Tuesday, September 9, 2008

GE, Pittsfield

GE, Pittsfield

I don't really know what ever got me started on it, but since I started working in the environmental field I've had this weird interest in the General Electric mess in Pittsfield, MA.

Just for a snort, here's the website for the 'brownfield redevelopment' of part of the site into an office park-- it's kind of a joke. Link Lots of marketing talk, but no real mention that the place is the worst hazardous waste mess westa Woosta.

Long story short-- GE had an enormous factory there for most of the 20th century. Among other things, they made electrical transformers. The usual dielectric (insulating) fluids used in transformers between the 1930s and the late 1970s contained polychlorinated biphenyls (aka PCBs), nearly-indestructible manmade compounds that produce a wide variety of extremely nasty health effects. GE was extremely sloppy in what they did with this stuff, which they brought in by the railroad tank car load, and a lot of it wound up in the soil and groundwater, or in the Housatonic River. The river is now polluted with PCBs for much of its length. They also used industrial waste (and contaminated soil) as fill in river oxbows when the river was straightened as a flood control project in the 1930s, and gave contaminated dirt away for free (or paid people to take it) to Pittsfield residents looking to landscape their yards. Have a look at this map for sites known to have contaminated fill on them (opens as .pdf). Silver Lake is damn near biologically dead-- the Department of Fish and Wildlife actually figure that it's easier to kill the adult fish and scoop them out (to be incinerated as hazardous material) than anything else, because it gets the PCBs which the fish have absorbed out of the ecosystem.
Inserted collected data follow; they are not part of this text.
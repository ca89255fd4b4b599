use thiserror::Error;

/// Errors from record store operations (used by the trait in courier-core).
#[derive(Debug, Clone, PartialEq, Eq, Error)]
pub enum StoreError {
    /// The backing store could not be opened, read, written, or flushed.
    #[error("i/o error: {0}")]
    Io(String),

    /// A stored row could not be decoded. Row 0 is the header.
    #[error("decode error at row {row}: {reason}")]
    Decode { row: u64, reason: String },
}

impl From<std::io::Error> for StoreError {
    fn from(e: std::io::Error) -> Self {
        StoreError::Io(e.to_string())
    }
}

/// Errors surfaced by the messaging use cases.
#[derive(Debug, Clone, PartialEq, Eq, Error)]
pub enum MessagingError {
    #[error("i/o error: {0}")]
    Io(String),

    #[error("decode error at row {row}: {reason}")]
    Decode { row: u64, reason: String },

    /// Only produced by the directional pair query when nothing matches.
    #[error("not found: {0}")]
    NotFound(String),

    /// Malformed create request, rejected before the store is touched.
    #[error("validation error: {0}")]
    Validation(String),
}

impl From<StoreError> for MessagingError {
    fn from(e: StoreError) -> Self {
        match e {
            StoreError::Io(msg) => MessagingError::Io(msg),
            StoreError::Decode { row, reason } => MessagingError::Decode { row, reason },
        }
    }
}

/// Errors from the user directory.
#[derive(Debug, Clone, PartialEq, Eq, Error)]
pub enum UserError {
    #[error("i/o error: {0}")]
    Io(String),

    #[error("validation error: {0}")]
    Validation(String),

    /// The name is already registered.
    #[error("user '{0}' already exists")]
    Conflict(String),
}
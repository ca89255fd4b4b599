//! Application error type mapping to HTTP status codes and envelope format.

use axum::extract::rejection::{JsonRejection, QueryRejection};
use axum::http::StatusCode;
use axum::response::{IntoResponse, Response};
use serde_json::json;

use courier_types::error::{MessagingError, UserError};

/// Application-level error that maps to HTTP responses.
#[derive(Debug)]
pub enum AppError {
    /// Errors from the messaging service.
    Messaging(MessagingError),
    /// Errors from the user directory.
    User(UserError),
    /// Malformed request rejected before reaching a service.
    Validation(String),
}

impl From<UserError> for AppError {
    fn from(e: UserError) -> Self {
        AppError::User(e)
    }
}

impl From<JsonRejection> for AppError {
    fn from(rejection: JsonRejection) -> Self {
        AppError::Validation(rejection.body_text())
    }
}

impl From<QueryRejection> for AppError {
    fn from(rejection: QueryRejection) -> Self {
        AppError::Validation(rejection.body_text())
    }
}

impl From<MessagingError> for AppError {
    fn from(e: MessagingError) -> Self {
        AppError::Messaging(e)
    }
}

impl AppError {
    /// Status code, machine-readable code and message for this error.
    fn parts(&self) -> (StatusCode, &'static str, String) {
        match self {
            AppError::Messaging(MessagingError::Validation(msg))
            | AppError::User(UserError::Validation(msg))
            | AppError::Validation(msg) => {
                (StatusCode::BAD_REQUEST, "VALIDATION_ERROR", msg.clone())
            }
            AppError::Messaging(MessagingError::NotFound(msg)) => {
                (StatusCode::NOT_FOUND, "NOT_FOUND", msg.clone())
            }
            AppError::Messaging(e @ MessagingError::Decode { .. }) => {
                (StatusCode::INTERNAL_SERVER_ERROR, "STORE_CORRUPT", e.to_string())
            }
            AppError::Messaging(e @ MessagingError::Io(_)) => {
                (StatusCode::INTERNAL_SERVER_ERROR, "STORE_UNAVAILABLE", e.to_string())
            }
            AppError::User(e @ UserError::Conflict(_)) => {
                (StatusCode::CONFLICT, "USER_EXISTS", e.to_string())
            }
            AppError::User(e @ UserError::Io(_)) => {
                (StatusCode::INTERNAL_SERVER_ERROR, "USER_DIRECTORY_UNAVAILABLE", e.to_string())
            }
        }
    }
}

impl IntoResponse for AppError {
    fn into_response(self) -> Response {
        let (status, code, message) = self.parts();

        if status.is_server_error() {
            tracing::error!(code, %message, "request failed");
        }

        let body = json!({
            "data": null,
            "meta": {
                "request_id": uuid::Uuid::now_v7().to_string(),
                "timestamp": chrono::Utc::now().to_rfc3339(),
                "response_time_ms": 0
            },
            "errors": [{
                "code": code,
                "message": message,
            }]
        });

        (
            status,
            [(axum::http::header::CONTENT_TYPE, "application/json")],
            body.to_string(),
        )
            .into_response()
    }
}
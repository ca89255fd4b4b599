//! Infrastructure layer for Courier.
//!
//! Contains implementations of the ports defined in `courier-core`: the CSV
//! record log, an in-memory record store, the single-writer queue that
//! serializes appends, and the in-memory user directory. Also loads configuration and resolves the data directory.

pub mod config;
pub mod filesystem;
pub mod store;
pub mod user;
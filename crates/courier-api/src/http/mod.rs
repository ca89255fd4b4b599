//! HTTP/REST API layer for Courier.
//!
//! Axum-based REST API under `/api/` with an envelope response format and
//! permissive CORS. No authentication.

pub mod error;
pub mod extractors;
pub mod handlers;
pub mod response;
pub mod router;
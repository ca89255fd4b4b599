//! User directory types.
//!
//! Users are display names. The directory is a plain registry: message
//! participants are never checked against it.

use serde::{Deserialize, Serialize};

/// A registered user.
#[derive(Debug, Clone, PartialEq, Eq, Serialize, Deserialize)]
pub struct User {
    pub name: String,
}

/// Request body for registering a user.
#[derive(Debug, Clone, Default, Deserialize)]
pub struct CreateUserRequest {
    #[serde(default)]
    pub name: String,
}

#[cfg(test)]
mod tests {
    use super::*;

    #[test]
    fn test_create_user_request_defaults() {
        let req: CreateUserRequest = serde_json::from_str("{}").unwrap();
        assert_eq!(req.name, "");
    }
}
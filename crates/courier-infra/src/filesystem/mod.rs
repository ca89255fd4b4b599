//! Data directory layout for Courier.
//!
//! Resolves where the record log and `config.toml` live.

use std::path::{Path, PathBuf};

use courier_types::config::StoreConfig;

/// Resolve the data directory from environment or platform defaults.
///
/// Priority:
/// 1. `COURIER_DATA_DIR` environment variable
/// 2. `~/.courier` under the user's home directory
/// 3. `.courier` in the current directory
pub fn resolve_data_dir() -> PathBuf {
    if let Ok(dir) = std::env::var("COURIER_DATA_DIR") {
        return PathBuf::from(dir);
    }

    if let Some(home) = dirs::home_dir() {
        return home.join(".courier");
    }

    PathBuf::from(".courier")
}

/// Path of the record log: `{data_dir}/{store.file_name}`.
pub fn record_log_path(data_dir: &Path, store: &StoreConfig) -> PathBuf {
    data_dir.join(&store.file_name)
}

#[cfg(test)]
mod tests {
    use super::*;

    #[test]
    fn test_record_log_path() {
        let data_dir = PathBuf::from("/home/user/.courier");
        assert_eq!(
            record_log_path(&data_dir, &StoreConfig::default()),
            PathBuf::from("/home/user/.courier/messages.csv")
        );
    }

    #[test]
    fn test_resolve_data_dir_from_env() {
        // SAFETY: This test is single-threaded and restores the env var immediately.
        unsafe {
            std::env::set_var("COURIER_DATA_DIR", "/tmp/test-courier");
        }
        let dir = resolve_data_dir();
        assert_eq!(dir, PathBuf::from("/tmp/test-courier"));
        unsafe {
            std::env::remove_var("COURIER_DATA_DIR");
        }
    }
}
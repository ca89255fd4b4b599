//! Message handlers for the REST API.

use std::time::Instant;

use axum::extract::State;

use courier_core::identity::conversation_id;
use courier_types::message::{CreateMessageRequest, Message, MessageQuery};

use crate::http::error::AppError;
use crate::http::extractors::json::AppJson;
use crate::http::extractors::query::{AppQuery, PairQuery, required};
use crate::http::response::ApiResponse;
use crate::state::AppState;

/// POST /api/messages - Create a message between two participants.
pub async fn create_message(
    State(state): State<AppState>,
    AppJson(body): AppJson<CreateMessageRequest>,
) -> Result<ApiResponse<Message>, AppError> {
    let start = Instant::now();

    let message = state.messaging.create_message(body).await?;
    let conversation = conversation_id(&message.from, &message.to);

    Ok(ApiResponse::created(message, start).with_link(
        "conversation",
        format!("/api/conversations/{conversation}/messages"),
    ))
}

/// GET /api/messages?from=&to= - Messages exchanged between a pair.
pub async fn list_pair_messages(
    State(state): State<AppState>,
    AppQuery(query): AppQuery<PairQuery>,
) -> Result<ApiResponse<Vec<Message>>, AppError> {
    let start = Instant::now();

    let from = required(query.from, "from")?;
    let to = required(query.to, "to")?;
    let messages = state
        .messaging
        .list_messages(&MessageQuery::Pair { from, to })
        .await?;

    Ok(ApiResponse::success(messages, start))
}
So anyways, the whole plant area and much of the river is a gigantic mess, and there has been a huge public outcry. There have been many lawsuits. The EPA is involved. The Mass DEP has people who work just on the GE cleanup. I am wondering if I couldn't weasel myself into a nice secure state job with vested pension and killer benefits by volunteering to oversee the GE mess, since nobody in the DEP seems to want anything to do with it.

Under a 1999 court case and government consent decree, GE is responsible for cleanup work then valued at a quarter billion dollars. Feel free to adjust for inflation, and the new areas of stuff discovered since '99.

Cleanup is proceeding, not very rapidly.... but as I can attest, cleanups just intrinsically take a long time.

The planned cleanup of a 1.5-mile stretch of river through downtown Pittsfield is expected to yield 43,200 cubic yards of sediment and 46,500 cubic yards of riverbank soil, all of which is assumed to be polluted.

I think I have got used to this environmental job, since my first thought on looking at something like that is not "god, how horrible" but "Ia Cthulhu, where the hell are they going to PUT it???? The largest cleanup I've ever worked on involved about 700 yards of material, and I remember how long that took and how large a hole it made. Piled up, 700 yards is the size of a couple of large houses, and then some. I can't even picture 43,200 yards in my head. The stuff I dug up had oil in it, and you can just recycle that into asphalt and pave a driveway with it. You can't do that with PCBs; one of the big drags on cleanups like the GE is figuring out what to DO with the dangerous crap once you've found it and dug it up.

Perhaps it's just because I'm odd and have some sort of Sam Vimes outlook on justice, but it irritates me that the GE cleanup is being handled as a RCRA Corrective Action rather than a Superfund cleanup. I'm sure there's some good reasons for handling it that way, and that the actual results won't differ by much, but it still kind of offends me that this godsawful mess isn't a Superfund site.

If you want more info, I suggest the EPA Region 1 website. This is an overview map of most of the cleanup areas, also as a .pdf.